A driver who allegedly thought nothing of typing out text messages while simultaneously operating a 4,800-pound vehicle is the reported cause of a fatal crash that killed a 53-year-old mother and seriously injured her husband and 16-year-old daughter.
The accused texting driver, 42, was arrested after police say his GMC Envoy rear-ended the victims’ Pontiac van while traveling westbound on U.S. 64. He is charged with texting while driving and failure to wear a seat belt. Authorities say additional charges – potentially vehicular manslaughter – could follow.
“We know that this is against the law,” the woman’s husband told a local news station shortly after his release from the hospital. “Yet we still have people out there that do those same things every day.”
The North Carolina Highway Patrol reports the victims were returning from visiting family in Pennsylvania when they stopped on the right shoulder of the highway. They weren’t far from home at that point. Still, it was about 6 a.m. and the husband was tired from the long drive. He and his wife decided to change positions. She got into the driver’s seat. She then pulled back out onto the highway from the shoulder. The defendant, who was reportedly texting at the time, didn’t realize the van pulled back onto the highway.

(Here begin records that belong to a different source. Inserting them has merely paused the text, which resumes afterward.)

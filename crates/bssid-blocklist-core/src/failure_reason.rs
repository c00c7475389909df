//! Connection failure reasons and their blocklist policy flags.
//!
//! Every reason carries a stable numeric code (the order the Wi-Fi service
//! reports them in), a default disable threshold, and a handful of flags that
//! drive how the monitor treats it:
//!
//! | reason | threshold | watchdog | low RSSI | reset on |
//! |--------|----------:|:--------:|:--------:|----------|
//! | `ApUnableToHandleNewSta` | 1 | | | L2 success |
//! | `NetworkValidationFailure` | 1 | | yes | validation success |
//! | `WrongPassword` | 1 | | | L2 success |
//! | `EapFailure` | 1 | | yes | L2 success |
//! | `AssociationRejection` | 3 | yes | yes | L2 success |
//! | `AssociationTimeout` | 3 | | yes | L2 success |
//! | `AuthenticationFailure` | 3 | yes | yes | L2 success |
//! | `DhcpFailure` | 3 | yes | yes | DHCP success |
//! | `AbnormalDisconnect` | 3 | | yes | slow L2 success |
//! | `FrameworkDisconnectMboOce` | 1 | | | never |
//! | `FrameworkDisconnectFastReconnect` | 1 | | | never |
//! | `FrameworkDisconnectConnectedScore` | 1 | | yes | slow L2 success |

use std::fmt;
use std::ops::{Index, IndexMut};
use std::str::FromStr;

use serde::{Deserialize, Serialize};

/// Why a connection to a BSSID failed (or why the framework dropped it).
#[derive(Debug, Clone, Copy, PartialEq, Eq, PartialOrd, Ord, Hash, Serialize, Deserialize)]
#[serde(rename_all = "snake_case")]
pub enum FailureReason {
    ApUnableToHandleNewSta,
    NetworkValidationFailure,
    WrongPassword,
    EapFailure,
    AssociationRejection,
    AssociationTimeout,
    AuthenticationFailure,
    DhcpFailure,
    AbnormalDisconnect,
    FrameworkDisconnectMboOce,
    FrameworkDisconnectFastReconnect,
    FrameworkDisconnectConnectedScore,
}

impl FailureReason {
    /// Number of distinct reasons.
    pub const COUNT: usize = 12;

    /// All reasons in code order.
    pub const ALL: [Self; Self::COUNT] = [
        Self::ApUnableToHandleNewSta,
        Self::NetworkValidationFailure,
        Self::WrongPassword,
        Self::EapFailure,
        Self::AssociationRejection,
        Self::AssociationTimeout,
        Self::AuthenticationFailure,
        Self::DhcpFailure,
        Self::AbnormalDisconnect,
        Self::FrameworkDisconnectMboOce,
        Self::FrameworkDisconnectFastReconnect,
        Self::FrameworkDisconnectConnectedScore,
    ];

    /// Reasons whose streaks and counters are cleared by an L2 connection success.
    pub const L2_SUCCESS_RESET: [Self; 6] = [
        Self::ApUnableToHandleNewSta,
        Self::WrongPassword,
        Self::EapFailure,
        Self::AssociationRejection,
        Self::AssociationTimeout,
        Self::AuthenticationFailure,
    ];

    /// Reasons that are only cleared by an L2 success once the previous
    /// connection is old enough.
    pub const SLOW_RESET: [Self; 2] = [
        Self::AbnormalDisconnect,
        Self::FrameworkDisconnectConnectedScore,
    ];

    /// Stable numeric code.
    #[must_use]
    pub const fn code(self) -> u8 {
        self as u8
    }

    /// Look up a reason by numeric code.
    #[must_use]
    pub fn from_code(code: u8) -> Option<Self> {
        Self::ALL.get(usize::from(code)).copied()
    }

    pub(crate) const fn index(self) -> usize {
        self as usize
    }

    /// Name used in logs and dumps, e.g. `REASON_DHCP_FAILURE`.
    #[must_use]
    pub const fn as_str(self) -> &'static str {
        match self {
            Self::ApUnableToHandleNewSta => "REASON_AP_UNABLE_TO_HANDLE_NEW_STA",
            Self::NetworkValidationFailure => "REASON_NETWORK_VALIDATION_FAILURE",
            Self::WrongPassword => "REASON_WRONG_PASSWORD",
            Self::EapFailure => "REASON_EAP_FAILURE",
            Self::AssociationRejection => "REASON_ASSOCIATION_REJECTION",
            Self::AssociationTimeout => "REASON_ASSOCIATION_TIMEOUT",
            Self::AuthenticationFailure => "REASON_AUTHENTICATION_FAILURE",
            Self::DhcpFailure => "REASON_DHCP_FAILURE",
            Self::AbnormalDisconnect => "REASON_ABNORMAL_DISCONNECT",
            Self::FrameworkDisconnectMboOce => "REASON_FRAMEWORK_DISCONNECT_MBO_OCE",
            Self::FrameworkDisconnectFastReconnect => {
                "REASON_FRAMEWORK_DISCONNECT_FAST_RECONNECT"
            }
            Self::FrameworkDisconnectConnectedScore => {
                "REASON_FRAMEWORK_DISCONNECT_CONNECTED_SCORE"
            }
        }
    }

    /// Consecutive failures needed before the BSSID is blocked.
    #[must_use]
    pub const fn default_threshold(self) -> u32 {
        match self {
            Self::AssociationRejection
            | Self::AssociationTimeout
            | Self::AuthenticationFailure
            | Self::DhcpFailure
            | Self::AbnormalDisconnect => 3,
            _ => 1,
        }
    }

    /// Failures the last-resort watchdog is diagnosing on its own; the
    /// watchdog may veto blocklisting for these.
    #[must_use]
    pub const fn is_watchdog_monitored(self) -> bool {
        matches!(
            self,
            Self::AssociationRejection | Self::AuthenticationFailure | Self::DhcpFailure
        )
    }

    /// Failures likely caused by a weak signal. A block for one of these can
    /// be lifted early once the BSSID is seen with a much better RSSI.
    #[must_use]
    pub const fn is_low_rssi_sensitive(self) -> bool {
        matches!(
            self,
            Self::NetworkValidationFailure
                | Self::EapFailure
                | Self::AssociationRejection
                | Self::AssociationTimeout
                | Self::AuthenticationFailure
                | Self::DhcpFailure
                | Self::AbnormalDisconnect
                | Self::FrameworkDisconnectConnectedScore
        )
    }

    #[must_use]
    pub const fn is_l2_success_reset(self) -> bool {
        matches!(
            self,
            Self::ApUnableToHandleNewSta
                | Self::WrongPassword
                | Self::EapFailure
                | Self::AssociationRejection
                | Self::AssociationTimeout
                | Self::AuthenticationFailure
        )
    }

    #[must_use]
    pub const fn uses_slow_reset(self) -> bool {
        matches!(
            self,
            Self::AbnormalDisconnect | Self::FrameworkDisconnectConnectedScore
        )
    }
}

impl fmt::Display for FailureReason {
    fn fmt(&self, f: &mut fmt::Formatter<'_>) -> fmt::Result {
        f.write_str(self.as_str())
    }
}

impl FromStr for FailureReason {
    type Err = String;

    /// Accepts `REASON_DHCP_FAILURE`, `DHCP_FAILURE`, `dhcp_failure` or the
    /// numeric code.
    fn from_str(s: &str) -> Result<Self, Self::Err> {
        let trimmed = s.trim();
        if let Ok(code) = trimmed.parse::<u8>() {
            return Self::from_code(code).ok_or_else(|| format!("unknown failure code: {code}"));
        }
        let upper = trimmed.to_ascii_uppercase();
        let name = upper.strip_prefix("REASON_").unwrap_or(&upper);
        Self::ALL
            .into_iter()
            .find(|reason| &reason.as_str()["REASON_".len()..] == name)
            .ok_or_else(|| format!("unknown failure reason: {s}"))
    }
}

/// A fixed table with one slot per [`FailureReason`].
#[derive(Debug, Clone, Copy, PartialEq, Eq, Serialize, Deserialize)]
pub struct ReasonTable<T> {
    slots: [T; FailureReason::COUNT],
}

impl<T: Copy> ReasonTable<T> {
    /// Table with every slot set to `value`.
    #[must_use]
    pub fn filled(value: T) -> Self {
        Self {
            slots: [value; FailureReason::COUNT],
        }
    }

    /// Build a table by evaluating `f` for every reason.
    #[must_use]
    pub fn from_fn(mut f: impl FnMut(FailureReason) -> T) -> Self {
        Self {
            slots: FailureReason::ALL.map(&mut f),
        }
    }

    /// Iterate `(reason, value)` pairs in code order.
    pub fn iter(&self) -> impl Iterator<Item = (FailureReason, T)> + '_ {
        FailureReason::ALL.into_iter().zip(self.slots.iter().copied())
    }
}

impl<T: Copy + Default> Default for ReasonTable<T> {
    fn default() -> Self {
        Self::filled(T::default())
    }
}

impl<T> Index<FailureReason> for ReasonTable<T> {
    type Output = T;

    fn index(&self, reason: FailureReason) -> &T {
        &self.slots[reason.index()]
    }
}

impl<T> IndexMut<FailureReason> for ReasonTable<T> {
    fn index_mut(&mut self, reason: FailureReason) -> &mut T {
        &mut self.slots[reason.index()]
    }
}

#[cfg(test)]
mod tests {
    use super::*;

    #[test]
    fn codes_follow_declaration_order() {
        for (i, reason) in FailureReason::ALL.iter().enumerate() {
            assert_eq!(usize::from(reason.code()), i);
            assert_eq!(FailureReason::from_code(reason.code()), Some(*reason));
        }
        assert_eq!(FailureReason::from_code(12), None);
    }

    #[test]
    fn default_thresholds() {
        assert_eq!(FailureReason::ApUnableToHandleNewSta.default_threshold(), 1);
        assert_eq!(FailureReason::WrongPassword.default_threshold(), 1);
        assert_eq!(FailureReason::EapFailure.default_threshold(), 1);
        assert_eq!(FailureReason::NetworkValidationFailure.default_threshold(), 1);
        assert_eq!(FailureReason::AssociationRejection.default_threshold(), 3);
        assert_eq!(FailureReason::DhcpFailure.default_threshold(), 3);
        assert_eq!(FailureReason::AbnormalDisconnect.default_threshold(), 3);
        assert_eq!(
            FailureReason::FrameworkDisconnectConnectedScore.default_threshold(),
            1
        );
    }

    #[test]
    fn only_three_reasons_are_watchdog_monitored() {
        let monitored: Vec<_> = FailureReason::ALL
            .into_iter()
            .filter(|r| r.is_watchdog_monitored())
            .collect();
        assert_eq!(
            monitored,
            vec![
                FailureReason::AssociationRejection,
                FailureReason::AuthenticationFailure,
                FailureReason::DhcpFailure,
            ]
        );
    }

    #[test]
    fn wrong_password_is_not_rssi_unblockable() {
        assert!(!FailureReason::WrongPassword.is_low_rssi_sensitive());
        assert!(FailureReason::EapFailure.is_low_rssi_sensitive());
    }

    #[test]
    fn reset_groups_match_flags() {
        for reason in FailureReason::L2_SUCCESS_RESET {
            assert!(reason.is_l2_success_reset());
            assert!(!reason.uses_slow_reset());
        }
        for reason in FailureReason::SLOW_RESET {
            assert!(reason.uses_slow_reset());
            assert!(!reason.is_l2_success_reset());
        }
        assert!(!FailureReason::DhcpFailure.is_l2_success_reset());
        assert!(!FailureReason::NetworkValidationFailure.is_l2_success_reset());
    }

    #[test]
    fn parse_accepts_several_spellings() {
        assert_eq!(
            "REASON_DHCP_FAILURE".parse::<FailureReason>(),
            Ok(FailureReason::DhcpFailure)
        );
        assert_eq!(
            "eap_failure".parse::<FailureReason>(),
            Ok(FailureReason::EapFailure)
        );
        assert_eq!(
            "8".parse::<FailureReason>(),
            Ok(FailureReason::AbnormalDisconnect)
        );
        assert!("bogus".parse::<FailureReason>().is_err());
        assert!("99".parse::<FailureReason>().is_err());
    }

    #[test]
    fn serde_uses_snake_case() {
        let json = serde_json::to_string(&FailureReason::FrameworkDisconnectMboOce).unwrap();
        assert_eq!(json, "\"framework_disconnect_mbo_oce\"");
        let back: FailureReason = serde_json::from_str(&json).unwrap();
        assert_eq!(back, FailureReason::FrameworkDisconnectMboOce);
    }

    #[test]
    fn reason_table_indexing() {
        let mut table = ReasonTable::filled(0u32);
        table[FailureReason::DhcpFailure] += 2;
        assert_eq!(table[FailureReason::DhcpFailure], 2);
        assert_eq!(table[FailureReason::EapFailure], 0);

        let thresholds = ReasonTable::from_fn(FailureReason::default_threshold);
        assert_eq!(thresholds[FailureReason::AssociationTimeout], 3);
        assert_eq!(thresholds.iter().count(), FailureReason::COUNT);
    }
}
//! Scan results as seen by the blocklist.

use serde::{Deserialize, Serialize};

/// One BSSID observed in a scan.
#[derive(Debug, Clone, PartialEq, Eq, Serialize, Deserialize)]
pub struct ScanDetail {
    pub bssid: String,
    #[serde(default)]
    pub ssid: String,
    pub frequency_mhz: u32,
    pub rssi: i32,
}

impl ScanDetail {
    #[must_use]
    pub fn new(
        bssid: impl Into<String>,
        ssid: impl Into<String>,
        frequency_mhz: u32,
        rssi: i32,
    ) -> Self {
        Self {
            bssid: bssid.into(),
            ssid: ssid.into(),
            frequency_mhz,
            rssi,
        }
    }

    #[must_use]
    pub fn band(&self) -> Option<Band> {
        Band::from_frequency(self.frequency_mhz)
    }
}

/// Radio band.
#[derive(Debug, Clone, Copy, PartialEq, Eq, Hash, Serialize, Deserialize)]
pub enum Band {
    #[serde(rename = "2.4ghz")]
    Band24Ghz,
    #[serde(rename = "5ghz")]
    Band5Ghz,
    #[serde(rename = "6ghz")]
    Band6Ghz,
}

impl Band {
    /// Classify a channel center frequency. Frequencies outside the three
    /// Wi-Fi bands return `None`.
    #[must_use]
    pub fn from_frequency(frequency_mhz: u32) -> Option<Self> {
        match frequency_mhz {
            2400..=2500 => Some(Self::Band24Ghz),
            4900..=5900 => Some(Self::Band5Ghz),
            5925..=7125 => Some(Self::Band6Ghz),
            _ => None,
        }
    }
}

impl std::fmt::Display for Band {
    fn fmt(&self, f: &mut std::fmt::Formatter<'_>) -> std::fmt::Result {
        match self {
            Self::Band24Ghz => f.write_str("2.4GHz"),
            Self::Band5Ghz => f.write_str("5GHz"),
            Self::Band6Ghz => f.write_str("6GHz"),
        }
    }
}
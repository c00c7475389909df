//! Configuration management for bssid-blocklist
//!
//! Handles loading and validation of blocklist TOML configuration files.
//! Configuration is read once when the monitor is built; it is not reloaded
//! while the monitor is running.

use std::path::Path;

use serde::{Deserialize, Serialize};

use crate::error::ConfigError;
use crate::failure_reason::{FailureReason, ReasonTable};
use crate::logging::LogConfig;
use crate::scan::Band;

/// Main configuration structure
#[derive(Debug, Clone, PartialEq, Serialize, Deserialize, Default)]
pub struct Config {
    /// Blocklist policy
    #[serde(default)]
    pub blocklist: BlocklistConfig,

    /// Logging settings
    #[serde(default)]
    pub logging: LogConfig,
}

impl Config {
    /// Load configuration from a specific path
    pub fn load_from(path: &Path) -> crate::Result<Self> {
        let content = std::fs::read_to_string(path).map_err(|e| {
            if e.kind() == std::io::ErrorKind::NotFound {
                ConfigError::FileNotFound(path.display().to_string())
            } else {
                ConfigError::ReadFailed(path.display().to_string(), e.to_string())
            }
        })?;
        Self::from_toml_str(&content)
    }

    /// Parse and validate configuration from TOML text
    pub fn from_toml_str(content: &str) -> crate::Result<Self> {
        let config: Self =
            toml::from_str(content).map_err(|e| ConfigError::ParseFailed(e.to_string()))?;
        config.blocklist.validate()?;
        Ok(config)
    }

    /// Render the configuration as TOML
    pub fn to_toml_string(&self) -> crate::Result<String> {
        Ok(toml::to_string_pretty(self)
            .map_err(|e| ConfigError::SerializeFailed(e.to_string()))?)
    }
}

/// Blocklist policy knobs.
#[derive(Debug, Clone, PartialEq, Serialize, Deserialize)]
#[serde(default)]
pub struct BlocklistConfig {
    /// Base block duration before exponential backoff.
    pub base_block_duration_ms: i64,
    /// Base block duration for connected-score framework disconnects.
    pub connected_score_base_block_duration_ms: i64,
    /// Streak value at which the backoff multiplier stops growing.
    pub failure_streak_cap: u32,
    /// Abnormal disconnects only count if they happen this soon after connecting.
    pub abnormal_disconnect_time_window_ms: i64,
    /// Minimum gap between connections before the abnormal-disconnect and
    /// connected-score streaks are cleared by a connection success.
    pub abnormal_disconnect_reset_time_ms: i64,
    /// RSSI gain (dB) over the block-time RSSI needed for an early unblock.
    pub min_rssi_diff_to_unblock: i32,
    /// Number of block/unblock events kept for diagnostics.
    pub history_capacity: usize,
    /// Per-reason disable thresholds.
    pub thresholds: FailureThresholds,
    /// Per-band "sufficient" RSSI levels.
    pub rssi: RssiThresholds,
}

pub const DEFAULT_BASE_BLOCK_DURATION_MS: i64 = 5 * 60 * 1000;
pub const DEFAULT_CONNECTED_SCORE_BASE_BLOCK_DURATION_MS: i64 = 30 * 1000;
pub const DEFAULT_FAILURE_STREAK_CAP: u32 = 7;
pub const DEFAULT_ABNORMAL_DISCONNECT_TIME_WINDOW_MS: i64 = 30 * 1000;
pub const DEFAULT_ABNORMAL_DISCONNECT_RESET_TIME_MS: i64 = 3 * 60 * 60 * 1000;
pub const DEFAULT_MIN_RSSI_DIFF_TO_UNBLOCK: i32 = 5;
pub const DEFAULT_HISTORY_CAPACITY: usize = 30;

/// Largest accepted streak cap; 2^30 times the base duration is already
/// centuries for any sane base.
pub const MAX_FAILURE_STREAK_CAP: u32 = 30;

impl Default for BlocklistConfig {
    fn default() -> Self {
        Self {
            base_block_duration_ms: DEFAULT_BASE_BLOCK_DURATION_MS,
            connected_score_base_block_duration_ms: DEFAULT_CONNECTED_SCORE_BASE_BLOCK_DURATION_MS,
            failure_streak_cap: DEFAULT_FAILURE_STREAK_CAP,
            abnormal_disconnect_time_window_ms: DEFAULT_ABNORMAL_DISCONNECT_TIME_WINDOW_MS,
            abnormal_disconnect_reset_time_ms: DEFAULT_ABNORMAL_DISCONNECT_RESET_TIME_MS,
            min_rssi_diff_to_unblock: DEFAULT_MIN_RSSI_DIFF_TO_UNBLOCK,
            history_capacity: DEFAULT_HISTORY_CAPACITY,
            thresholds: FailureThresholds::default(),
            rssi: RssiThresholds::default(),
        }
    }
}

impl BlocklistConfig {
    /// Check that every knob is usable.
    pub fn validate(&self) -> Result<(), ConfigError> {
        let positive = [
            ("base_block_duration_ms", self.base_block_duration_ms),
            (
                "connected_score_base_block_duration_ms",
                self.connected_score_base_block_duration_ms,
            ),
            (
                "abnormal_disconnect_time_window_ms",
                self.abnormal_disconnect_time_window_ms,
            ),
            (
                "abnormal_disconnect_reset_time_ms",
                self.abnormal_disconnect_reset_time_ms,
            ),
        ];
        for (name, value) in positive {
            if value <= 0 {
                return Err(ConfigError::ValidationError(format!(
                    "{name} must be > 0 (got {value})"
                )));
            }
        }
        if self.failure_streak_cap > MAX_FAILURE_STREAK_CAP {
            return Err(ConfigError::ValidationError(format!(
                "failure_streak_cap must be <= {MAX_FAILURE_STREAK_CAP} (got {})",
                self.failure_streak_cap
            )));
        }
        if self.min_rssi_diff_to_unblock < 0 {
            return Err(ConfigError::ValidationError(format!(
                "min_rssi_diff_to_unblock must be >= 0 (got {})",
                self.min_rssi_diff_to_unblock
            )));
        }
        if self.history_capacity == 0 {
            return Err(ConfigError::ValidationError(
                "history_capacity must be >= 1".to_string(),
            ));
        }
        for (reason, threshold) in self.thresholds.to_table().iter() {
            if threshold == 0 {
                return Err(ConfigError::ValidationError(format!(
                    "threshold for {reason} must be >= 1"
                )));
            }
        }
        Ok(())
    }
}

/// Disable thresholds, one field per [`FailureReason`].
#[derive(Debug, Clone, Copy, PartialEq, Eq, Serialize, Deserialize)]
#[serde(default)]
pub struct FailureThresholds {
    pub ap_unable_to_handle_new_sta: u32,
    pub network_validation_failure: u32,
    pub wrong_password: u32,
    pub eap_failure: u32,
    pub association_rejection: u32,
    pub association_timeout: u32,
    pub authentication_failure: u32,
    pub dhcp_failure: u32,
    pub abnormal_disconnect: u32,
    pub framework_disconnect_mbo_oce: u32,
    pub framework_disconnect_fast_reconnect: u32,
    pub framework_disconnect_connected_score: u32,
}

impl Default for FailureThresholds {
    fn default() -> Self {
        let mut thresholds = Self {
            ap_unable_to_handle_new_sta: 0,
            network_validation_failure: 0,
            wrong_password: 0,
            eap_failure: 0,
            association_rejection: 0,
            association_timeout: 0,
            authentication_failure: 0,
            dhcp_failure: 0,
            abnormal_disconnect: 0,
            framework_disconnect_mbo_oce: 0,
            framework_disconnect_fast_reconnect: 0,
            framework_disconnect_connected_score: 0,
        };
        for reason in FailureReason::ALL {
            *thresholds.slot_mut(reason) = reason.default_threshold();
        }
        thresholds
    }
}

impl FailureThresholds {
    /// Threshold for one reason.
    #[must_use]
    pub fn get(&self, reason: FailureReason) -> u32 {
        match reason {
            FailureReason::ApUnableToHandleNewSta => self.ap_unable_to_handle_new_sta,
            FailureReason::NetworkValidationFailure => self.network_validation_failure,
            FailureReason::WrongPassword => self.wrong_password,
            FailureReason::EapFailure => self.eap_failure,
            FailureReason::AssociationRejection => self.association_rejection,
            FailureReason::AssociationTimeout => self.association_timeout,
            FailureReason::AuthenticationFailure => self.authentication_failure,
            FailureReason::DhcpFailure => self.dhcp_failure,
            FailureReason::AbnormalDisconnect => self.abnormal_disconnect,
            FailureReason::FrameworkDisconnectMboOce => self.framework_disconnect_mbo_oce,
            FailureReason::FrameworkDisconnectFastReconnect => {
                self.framework_disconnect_fast_reconnect
            }
            FailureReason::FrameworkDisconnectConnectedScore => {
                self.framework_disconnect_connected_score
            }
        }
    }

    /// Override the threshold for one reason.
    #[must_use]
    pub fn with(mut self, reason: FailureReason, threshold: u32) -> Self {
        *self.slot_mut(reason) = threshold;
        self
    }

    fn slot_mut(&mut self, reason: FailureReason) -> &mut u32 {
        match reason {
            FailureReason::ApUnableToHandleNewSta => &mut self.ap_unable_to_handle_new_sta,
            FailureReason::NetworkValidationFailure => &mut self.network_validation_failure,
            FailureReason::WrongPassword => &mut self.wrong_password,
            FailureReason::EapFailure => &mut self.eap_failure,
            FailureReason::AssociationRejection => &mut self.association_rejection,
            FailureReason::AssociationTimeout => &mut self.association_timeout,
            FailureReason::AuthenticationFailure => &mut self.authentication_failure,
            FailureReason::DhcpFailure => &mut self.dhcp_failure,
            FailureReason::AbnormalDisconnect => &mut self.abnormal_disconnect,
            FailureReason::FrameworkDisconnectMboOce => &mut self.framework_disconnect_mbo_oce,
            FailureReason::FrameworkDisconnectFastReconnect => {
                &mut self.framework_disconnect_fast_reconnect
            }
            FailureReason::FrameworkDisconnectConnectedScore => {
                &mut self.framework_disconnect_connected_score
            }
        }
    }

    /// Flatten into an array-indexed lookup table.
    #[must_use]
    pub fn to_table(&self) -> ReasonTable<u32> {
        ReasonTable::from_fn(|reason| self.get(reason))
    }
}

/// Per-band RSSI (dBm) at which a link is considered good enough to stay on.
#[derive(Debug, Clone, Copy, PartialEq, Eq, Serialize, Deserialize)]
#[serde(default)]
pub struct RssiThresholds {
    pub sufficient_2g: i32,
    pub sufficient_5g: i32,
    pub sufficient_6g: i32,
}

impl Default for RssiThresholds {
    fn default() -> Self {
        Self {
            sufficient_2g: -73,
            sufficient_5g: -70,
            sufficient_6g: -70,
        }
    }
}

impl RssiThresholds {
    #[must_use]
    pub fn sufficient_rssi(&self, band: Band) -> i32 {
        match band {
            Band::Band24Ghz => self.sufficient_2g,
            Band::Band5Ghz => self.sufficient_5g,
            Band::Band6Ghz => self.sufficient_6g,
        }
    }
}

/// Log output format
#[derive(Debug, Clone, Copy, Default, PartialEq, Eq, Serialize, Deserialize)]
#[serde(rename_all = "lowercase")]
pub enum LogFormat {
    /// Human-friendly output
    #[default]
    Pretty,
    /// JSON lines
    Json,
}

impl std::fmt::Display for LogFormat {
    fn fmt(&self, f: &mut std::fmt::Formatter<'_>) -> std::fmt::Result {
        match self {
            Self::Pretty => f.write_str("pretty"),
            Self::Json => f.write_str("json"),
        }
    }
}

impl std::str::FromStr for LogFormat {
    type Err = String;

    fn from_str(s: &str) -> Result<Self, Self::Err> {
        match s.to_lowercase().as_str() {
            "pretty" => Ok(Self::Pretty),
            "json" => Ok(Self::Json),
            _ => Err(format!("unknown log format: {s}. Expected pretty or json")),
        }
    }
}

The impact of the collision caused victim’s vehicle off the road and into a wooded area nearby, where it overturned. The driver/ wife was declared dead at the scene. Both the husband and teen daughter were transported to the hospital. While the husband has been released, the girl remains in the intensive care unit in fair condition. The girl had been asleep in the back seat at the time of the collision.
In North Carolina, there is no prohibition on talking on a cell phone while driving (except for school bus drivers). However, there is a ban on text messaging for all drivers. G.S. 20-137.4A makes it a primary offense to text and drive, meaning an officer who sees you in violation can pull you over solely for that offense and issue a citation.
A first-time offense is a Class 2 misdemeanor, punishable by a maximum $100 fine – which is pittance when you consider the devastation this action can cause to families and entire communities.
The National Safety Council (NSC) reports an estimated 1.6 million car accidents every year are attributable to cell phone use. That’s one out of every four traffic accidents.
Here are a few other troubling statistics on distracted driving, as reported by The Huffington Post:
- 9 – Number of Americans killed daily in motor vehicle crashes caused by distraction.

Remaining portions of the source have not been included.